Oleg Almeida: poeta e tradutor
Alexandr Púchkin
Três poemas de amor
* * *
Eu lembro o milagroso instante
Em que, pela primeira vez,
Vi-te, beleza esvoaçante,
Espírito da candidez.
Na azáfama que eu defrontava,
Em meio a tantas aflições,
Com tua voz me confortava,
Sonhava com tuas feições.
Os anos dispersaram minhas
Quimeras, qual um vendaval,
E eu me esqueci da voz que tinhas,
Do teu semblante divinal.
Sozinho num sombrio recanto,
Vivia como na prisão,
Sem vida, sem amor, sem pranto:
Sem fé nem mais inspiração.
Eis que acordou minha alma amante,
Quando, pela segunda vez,
Vi-te, beleza esvoaçante,
Espírito da candidez.
E o pranto rompe de repente,
E o coração prodiga ardor:
Estão comigo novamente
A fé, a inspiração, o amor.
* * *
Sobre as colinas da Geórgia anoiteceu.
O Aragva flui na minha frente,
Ruidoso. É triste, mas sereno o sonho meu
Cheio de ti, de ti somente.
Sem nada me inquietar, tomado de calor,
Estou: nem que de ti me aparte,
Há de queimar este meu coração de amor
Por não poder deixar de amar-te.
* * *
Amei-vos.

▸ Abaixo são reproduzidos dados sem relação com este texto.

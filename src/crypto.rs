//! Password hashing and one-time code generation.

use argon2::password_hash::rand_core::OsRng as SaltRng;
use argon2::password_hash::{
    PasswordHash, PasswordHasher, PasswordVerifier, SaltString,
};
use argon2::{Algorithm, Argon2, Params, Version};
use rand::RngCore;
use rand::rngs::OsRng;

use crate::config::Argon2 as ArgonConfig;

/// Bytes of entropy behind every confirmation or reset code.
const CODE_LENGTH: usize = 32;

type Result<T> = std::result::Result<T, CryptoError>;

#[derive(thiserror::Error, Debug)]
pub enum CryptoError {
    #[error("argon2 error: {0}")]
    Argon2(String),
}

/// Argon2id password hasher configured from `config.yaml`.
pub struct PasswordManager {
    argon2: Argon2<'static>,
}

impl PasswordManager {
    /// Create a new [`PasswordManager`].
    pub fn new(config: Option<ArgonConfig>) -> Result<Self> {
        let config = config.unwrap_or_default();
        let params = Params::new(
            config.memory_cost,
            config.iterations,
            config.parallelism,
            Some(config.hash_length),
        )
        .map_err(|err| CryptoError::Argon2(err.to_string()))?;

        Ok(Self {
            argon2: Argon2::new(Algorithm::Argon2id, Version::V0x13, params),
        })
    }

    /// Hash a password into a PHC string with a fresh random salt.
    pub fn hash_password(&self, password: impl AsRef<[u8]>) -> Result<String> {
        let salt = SaltString::generate(&mut SaltRng);

        self.argon2
            .hash_password(password.as_ref(), &salt)
            .map(|hash| hash.to_string())
            .map_err(|err| CryptoError::Argon2(err.to_string()))
    }

    /// Check a password against a stored PHC string.
    pub fn verify_password(
        &self,
        password: impl AsRef<[u8]>,
        phc: &str,
    ) -> Result<bool> {
        let parsed = PasswordHash::new(phc)
            .map_err(|err| CryptoError::Argon2(err.to_string()))?;

        Ok(self
            .argon2
            .verify_password(password.as_ref(), &parsed)
            .is_ok())
    }
}

/// Generate a random hex-encoded code for email round trips.
pub fn generate_code() -> String {
    let mut bytes = [0u8; CODE_LENGTH];
    OsRng.fill_bytes(&mut bytes);
    hex::encode(bytes)
}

Meu amor talvez subsista
No fundo de minha alma, bem ou mal.
Contudo não temais que eu nele insista:
Não quero que vos aflijais com tal.
Amei, desesperado de ciúme,
Com toda a timidez que um homem tem,
Mas tão sincero como queira o nume
Que venha a amar-vos inda mais alguém.
Alexandr Serguéievitch Púchkin (1799-1837): o maior poeta russófono de todos os tempos, criador da língua russa contemporânea, autor de numerosos poemas antológicos (Ruslan e Liudmila, A fonte de Bakhtchissarai, Ciganos, Poltava, O cavaleiro de cobre, entre muitos outros), do célebre "romance em versos" Evguêni Onêguin, de diversas obras dramáticas (Boris Godunov, Pequenas tragédias) e prosaicas (Contos de Bêlkin, A dama de espadas, A filha do capitão).